This article was written by Jim Frost.
In regression analysis, curve fitting is the process of specifying the model that provides the best fit to the specific curves in your dataset. Curved relationships between variables are not as straightforward to fit and interpret as linear relationships.
For linear relationships, as you increase the independent variable by one unit, the mean of the dependent variable always changes by a specific amount. This relationship holds true regardless of where you are in the observation space.
Unfortunately, the real world isn’t always nice and neat like this. Sometimes your data have curved relationships between variables. In a curved relationship, the change in the dependent variable associated with a one unit shift in the independent variable varies based on the location in the observation space. In other words, the effect of the independent variable is not a constant value.
Read my post where I discuss how to interpret regression coefficients for both linear and curvilinear relationships to see this in action.
In this post, I cover various curve fitting methods using both linear regression and nonlinear regression. I’ll also show you how to determine which model provides the best fit.
Why You Need to Fit Curves in a Regression Model:
The fitted line plot below illustrates the problem of using a linear relationship to fit a curved relationship. The R-squared is high, but the model is clearly inadequate. You need to do curve fitting!
When you have one independent variable, it’s easy to see the curvature using a fitted line plot. However, with multiple regression, curved relationships are not always so apparent. For these cases, residual plots are a key indicator for whether your model adequately captures curved relationships.
If you see a pattern in the residual plots, your model doesn’t provide an adequate fit for the data.

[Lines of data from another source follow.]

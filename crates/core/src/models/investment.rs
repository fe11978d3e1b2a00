use chrono::NaiveDate;
use serde::{Deserialize, Serialize};

/// Side of an investment trade.
#[derive(Debug, Clone, Copy, PartialEq, Eq, Hash, Serialize, Deserialize)]
#[serde(rename_all = "lowercase")]
pub enum TradeSide {
    /// Buying into a product
    Buy,
    /// Selling out of a product
    Sell,
}

impl std::fmt::Display for TradeSide {
    fn fmt(&self, f: &mut std::fmt::Formatter<'_>) -> std::fmt::Result {
        match self {
            TradeSide::Buy => write!(f, "Buy"),
            TradeSide::Sell => write!(f, "Sell"),
        }
    }
}

/// A single buy/sell trade on an investment product.
///
/// `product` is a free-text name and the only product identity there is;
/// portfolios group trades by exact string match on it. `amount` is
/// recorded as quantity × unit price at entry time but is stored
/// independently and never re-derived afterwards.
#[derive(Debug, Clone, PartialEq, Serialize, Deserialize)]
#[serde(rename_all = "camelCase")]
pub struct InvestmentTransaction {
    /// Unique identifier, assigned once at creation (millisecond timestamp)
    pub id: String,

    /// Buy or Sell
    #[serde(rename = "type")]
    pub side: TradeSide,

    /// Trade value in CNY (quantity × unit price at entry time)
    pub amount: f64,

    /// Product name, the grouping key for portfolios
    pub product: String,

    /// Number of units traded
    pub quantity: f64,

    /// Price per unit in CNY
    pub unit_price: f64,

    /// Optional free-text note
    #[serde(default)]
    pub description: String,

    /// Calendar date (no time component, daily granularity)
    pub date: NaiveDate,
}

impl InvestmentTransaction {
    #[allow(clippy::too_many_arguments)]
    pub fn new(
        id: impl Into<String>,
        side: TradeSide,
        amount: f64,
        product: impl Into<String>,
        quantity: f64,
        unit_price: f64,
        description: impl Into<String>,
        date: NaiveDate,
    ) -> Self {
        Self {
            id: id.into(),
            side,
            amount,
            product: product.into(),
            quantity,
            unit_price,
            description: description.into(),
            date,
        }
    }
}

A common reason is that your model incorrectly models the curvature. Plotting the residuals by each of your independent variables can help you locate the curved relationship.

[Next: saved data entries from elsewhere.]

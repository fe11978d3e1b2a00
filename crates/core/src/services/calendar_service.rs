use chrono::NaiveDate;

use crate::models::investment::InvestmentTransaction;
use crate::models::summary::DaySummary;
use crate::models::transaction::{Transaction, TransactionKind};

/// Computes day-level totals for calendar cells.
///
/// Pure business logic: no I/O, no clock reads.
pub struct CalendarService;

impl CalendarService {
    pub fn new() -> Self {
        Self
    }

    /// Totals for a single date, matched by exact date equality.
    ///
    /// `investment_amount` sums buys and sells together, without sign.
    /// `has_records` is true as soon as any record of either kind falls
    /// on the date.
    pub fn day_summary(
        &self,
        transactions: &[Transaction],
        investments: &[InvestmentTransaction],
        date: NaiveDate,
    ) -> DaySummary {
        let mut summary = DaySummary::default();

        for t in transactions.iter().filter(|t| t.date == date) {
            summary.has_records = true;
            match t.kind {
                TransactionKind::Income => summary.income += t.amount,
                TransactionKind::Expense => summary.expense += t.amount,
            }
        }

        for t in investments.iter().filter(|t| t.date == date) {
            summary.has_records = true;
            summary.investment_amount += t.amount;
        }

        summary
    }
}

impl Default for CalendarService {
    fn default() -> Self {
        Self::new()
    }
}
use serde::{Deserialize, Serialize};

/// Accumulated position in one investment product.
///
/// Derived entirely from the trade history: quantities and amounts are
/// partitioned by side, averages are overall (not per-lot), and
/// `profit_loss` values the sold units against the average buy price.
#[derive(Debug, Clone, PartialEq, Serialize, Deserialize)]
pub struct ProductPortfolio {
    /// Product name (the grouping key)
    pub product: String,

    /// Sum of trade amounts over buys
    pub total_bought: f64,

    /// Sum of trade amounts over sells
    pub total_sold: f64,

    /// Sum of quantities over buys
    pub bought_quantity: f64,

    /// Sum of quantities over sells
    pub sold_quantity: f64,

    /// bought_quantity - sold_quantity. Not clamped: inconsistent data
    /// (selling more than was bought) shows up as a negative holding.
    pub current_holding: f64,

    /// total_bought - total_sold
    pub net_investment: f64,

    /// total_bought / bought_quantity, 0 when nothing was bought
    pub average_buy_price: f64,

    /// total_sold / sold_quantity, 0 when nothing was sold
    pub average_sell_price: f64,

    /// Realized result on the sold units:
    /// (average_sell_price - average_buy_price) × sold_quantity,
    /// 0 when nothing was sold.
    pub profit_loss: f64,
}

In others cases, you might need to depend on subject-area knowledge to do curve fitting. Previous experience or research can tell you that the effect of one variable on another varies based on the value of the independent variable. Perhaps there’s a limit, threshold, or point of diminishing returns where the relationship changes?

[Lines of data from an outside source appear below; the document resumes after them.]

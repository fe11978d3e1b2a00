pub mod errors;
pub mod format;
pub mod models;
pub mod services;
pub mod storage;

use chrono::{NaiveDate, Utc};
use tracing::debug;

use errors::CoreError;
use models::{
    category::{default_categories, Category},
    investment::{InvestmentTransaction, TradeSide},
    portfolio::ProductPortfolio,
    summary::{CategoryBreakdown, DaySummary, InvestmentSummary, MonthlySummary},
    transaction::{Transaction, TransactionKind},
};
use services::{
    calendar_service::CalendarService, category_service::CategoryService,
    investment_service::InvestmentService, portfolio_service::PortfolioService,
    summary_service::SummaryService,
};
use storage::store::{self, keys, KeyValueStore};

/// Main entry point for the Cashbook core library.
/// Owns the record collections and the services that derive views from them.
///
/// All derived views are recomputed from the in-memory collections on
/// every call; nothing is cached between calls.
#[must_use]
pub struct CashBook {
    transactions: Vec<Transaction>,
    investments: Vec<InvestmentTransaction>,
    categories: Vec<Category>,
    /// Date of the most recent income/expense entry, for the reminder.
    last_record_date: Option<NaiveDate>,
    summary_service: SummaryService,
    category_service: CategoryService,
    investment_service: InvestmentService,
    portfolio_service: PortfolioService,
    calendar_service: CalendarService,
    /// Tracks whether any mutation has occurred since the last save/load.
    dirty: bool,
}

impl std::fmt::Debug for CashBook {
    fn fmt(&self, f: &mut std::fmt::Formatter<'_>) -> std::fmt::Result {
        f.debug_struct("CashBook")
            .field("transactions", &self.transactions.len())
            .field("investments", &self.investments.len())
            .field("categories", &self.categories.len())
            .field("last_record_date", &self.last_record_date)
            .field("dirty", &self.dirty)
            .finish()
    }
}

impl CashBook {
    /// Create a brand new empty book seeded with the default categories.
    pub fn create_new() -> Self {
        Self::build(Vec::new(), Vec::new(), default_categories(), None)
    }

    /// Load a book from a key-value store. Missing keys fall back to
    /// their defaults (empty collections, seeded categories), so a
    /// fresh store yields the same book as [`CashBook::create_new`].
    pub fn load_from_store<S: KeyValueStore>(store: &S) -> Result<Self, CoreError> {
        let transactions = store::read_or(store, keys::TRANSACTIONS, Vec::new())?;
        let investments = store::read_or(store, keys::INVESTMENT_TRANSACTIONS, Vec::new())?;
        let categories = store::read_or(store, keys::CATEGORIES, default_categories())?;
        let raw_date: String = store::read_or(store, keys::LAST_RECORD_DATE, String::new())?;
        let last_record_date = raw_date.parse().ok();

        let book = Self::build(transactions, investments, categories, last_record_date);
        debug!(
            transactions = book.transactions.len(),
            investments = book.investments.len(),
            "book loaded from store"
        );
        Ok(book)
    }

    /// Write the book to a key-value store.
    /// Clears the unsaved-changes flag on success.
    pub fn save_to_store<S: KeyValueStore>(&mut self, store: &mut S) -> Result<(), CoreError> {
        store::write_value(store, keys::TRANSACTIONS, &self.transactions)?;
        store::write_value(store, keys::INVESTMENT_TRANSACTIONS, &self.investments)?;
        store::write_value(store, keys::CATEGORIES, &self.categories)?;
        let raw_date = self
            .last_record_date
            .map(|d| d.to_string())
            .unwrap_or_default();
        store::write_value(store, keys::LAST_RECORD_DATE, &raw_date)?;

        self.dirty = false;
        debug!(
            transactions = self.transactions.len(),
            investments = self.investments.len(),
            "book saved to store"
        );
        Ok(())
    }

    // ── Record Management ───────────────────────────────────────────

    /// Add an income/expense record and return its assigned id.
    ///
    /// The id is the current millisecond timestamp, and today's date is
    /// stamped as the last record date for the reminder.
    pub fn add_transaction(
        &mut self,
        kind: TransactionKind,
        amount: f64,
        category: impl Into<String>,
        description: impl Into<String>,
        date: NaiveDate,
    ) -> Result<String, CoreError> {
        if !amount.is_finite() || amount < 0.0 {
            return Err(CoreError::ValidationError(
                "Transaction amount must be a non-negative number".into(),
            ));
        }

        let now = Utc::now();
        let id = now.timestamp_millis().to_string();
        self.transactions.push(Transaction::new(
            id.clone(),
            kind,
            amount,
            category,
            description,
            date,
        ));
        self.last_record_date = Some(now.date_naive());
        self.dirty = true;
        Ok(id)
    }

    /// Add a buy/sell trade and return its assigned id.
    ///
    /// The trade amount is quantity × unit price, fixed at entry time.
    pub fn add_investment(
        &mut self,
        side: TradeSide,
        product: impl Into<String>,
        quantity: f64,
        unit_price: f64,
        description: impl Into<String>,
        date: NaiveDate,
    ) -> Result<String, CoreError> {
        if !quantity.is_finite() || quantity <= 0.0 {
            return Err(CoreError::ValidationError(
                "Trade quantity must be positive".into(),
            ));
        }
        if !unit_price.is_finite() || unit_price <= 0.0 {
            return Err(CoreError::ValidationError(
                "Trade unit price must be positive".into(),
            ));
        }

        let id = Utc::now().timestamp_millis().to_string();
        self.investments.push(InvestmentTransaction::new(
            id.clone(),
            side,
            quantity * unit_price,
            product,
            quantity,
            unit_price,
            description,
            date,
        ));
        self.dirty = true;
        Ok(id)
    }

    /// Remove an income/expense record by id.
    pub fn delete_transaction(&mut self, id: &str) -> Result<(), CoreError> {
        let idx = self
            .transactions
            .iter()
            .position(|t| t.id == id)
            .ok_or_else(|| CoreError::RecordNotFound(id.to_string()))?;
        self.transactions.remove(idx);
        self.dirty = true;
        Ok(())
    }

    /// Remove a trade by id.
    pub fn delete_investment(&mut self, id: &str) -> Result<(), CoreError> {
        let idx = self
            .investments
            .iter()
            .position(|t| t.id == id)
            .ok_or_else(|| CoreError::RecordNotFound(id.to_string()))?;
        self.investments.remove(idx);
        self.dirty = true;
        Ok(())
    }

    // ── Read Access ─────────────────────────────────────────────────

    /// All income/expense records, in insertion order.
    #[must_use]
    pub fn transactions(&self) -> &[Transaction] {
        &self.transactions
    }

    /// All trades, in insertion order.
    #[must_use]
    pub fn investments(&self) -> &[InvestmentTransaction] {
        &self.investments
    }

    /// The category list.
    #[must_use]
    pub fn categories(&self) -> &[Category] {
        &self.categories
    }

    /// The last `n` income/expense records, oldest of them first.
    #[must_use]
    pub fn recent_transactions(&self, n: usize) -> &[Transaction] {
        &self.transactions[self.transactions.len().saturating_sub(n)..]
    }

    /// The last `n` trades, oldest of them first.
    #[must_use]
    pub fn recent_investments(&self, n: usize) -> &[InvestmentTransaction] {
        &self.investments[self.investments.len().saturating_sub(n)..]
    }

    #[must_use]
    pub fn transaction_count(&self) -> usize {
        self.transactions.len()
    }

    #[must_use]
    pub fn investment_count(&self) -> usize {
        self.investments.len()
    }

    /// Date of the most recent income/expense entry, if any.
    #[must_use]
    pub fn last_record_date(&self) -> Option<NaiveDate> {
        self.last_record_date
    }

    /// Returns `true` if the book has been modified since the last
    /// save or load.
    #[must_use]
    pub fn has_unsaved_changes(&self) -> bool {
        self.dirty
    }

    // ── Reminder ────────────────────────────────────────────────────

    /// True when the daily bookkeeping reminder should fire: nothing is
    /// recorded for `today` and the last entry was made on another day.
    #[must_use]
    pub fn reminder_due(&self, today: NaiveDate) -> bool {
        let recorded_today = self.transactions.iter().any(|t| t.date == today);
        !recorded_today && self.last_record_date != Some(today)
    }

    // ── Derived Views ───────────────────────────────────────────────

    /// Balance overview for the month `today` falls in.
    #[must_use]
    pub fn monthly_summary(&self, today: NaiveDate) -> MonthlySummary {
        self.summary_service
            .monthly_summary(&self.transactions, today)
    }

    /// Balance overview for the current wall-clock month.
    #[must_use]
    pub fn current_summary(&self) -> MonthlySummary {
        self.monthly_summary(Utc::now().date_naive())
    }

    /// Per-category stats for the month `today` falls in.
    #[must_use]
    pub fn category_breakdown(&self, today: NaiveDate) -> CategoryBreakdown {
        self.category_service
            .monthly_breakdown(&self.transactions, &self.categories, today)
    }

    /// Per-category stats for the current wall-clock month.
    #[must_use]
    pub fn current_category_breakdown(&self) -> CategoryBreakdown {
        self.category_breakdown(Utc::now().date_naive())
    }

    /// All-time investment totals and held-product count.
    #[must_use]
    pub fn investment_summary(&self) -> InvestmentSummary {
        self.investment_service.summarize(&self.investments)
    }

    /// Per-product positions, largest absolute net investment first.
    #[must_use]
    pub fn portfolios(&self) -> Vec<ProductPortfolio> {
        self.portfolio_service.build_portfolios(&self.investments)
    }

    /// Day totals for a calendar cell.
    #[must_use]
    pub fn day_summary(&self, date: NaiveDate) -> DaySummary {
        self.calendar_service
            .day_summary(&self.transactions, &self.investments, date)
    }

    // ── Internal ────────────────────────────────────────────────────

    fn build(
        transactions: Vec<Transaction>,
        investments: Vec<InvestmentTransaction>,
        categories: Vec<Category>,
        last_record_date: Option<NaiveDate>,
    ) -> Self {
        Self {
            transactions,
            investments,
            categories,
            last_record_date,
            summary_service: SummaryService::new(),
            category_service: CategoryService::new(),
            investment_service: InvestmentService::new(),
            portfolio_service: PortfolioService::new(),
            calendar_service: CalendarService::new(),
            dirty: false,
        }
    }
}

To compare curve fitting methods, I’ll fit models to the curve in the fitted line plot above because it is not an easy fit. Let’s assume that these data are from a physical process with very precise measurements. We need to produce accurate predictions of the output for any specified input.
Curve Fitting using Polynomial Terms in Linear Regression:
Despite its name, you can fit curves using linear regression. The most common method is to include polynomial terms in the linear model. Polynomial terms are independent variables that you raise to a power, such as squared or cubed terms.
To determine the correct polynomial term to include, simply count the number of bends in the line. Take the number of bends in your curve and add one for the model order that you need. For example, quadratic terms model one bend while cubic terms model two. In practice, cubic terms are very rare, and I’ve never seen quartic terms or higher. When you use polynomial terms, consider standardizing your continuous independent variables.
To read the full original article and learn more about curve fitting with nonlinear regression and the curve fitting effectiveness of different models, click here. For more curve fitting related articles on DSC click here.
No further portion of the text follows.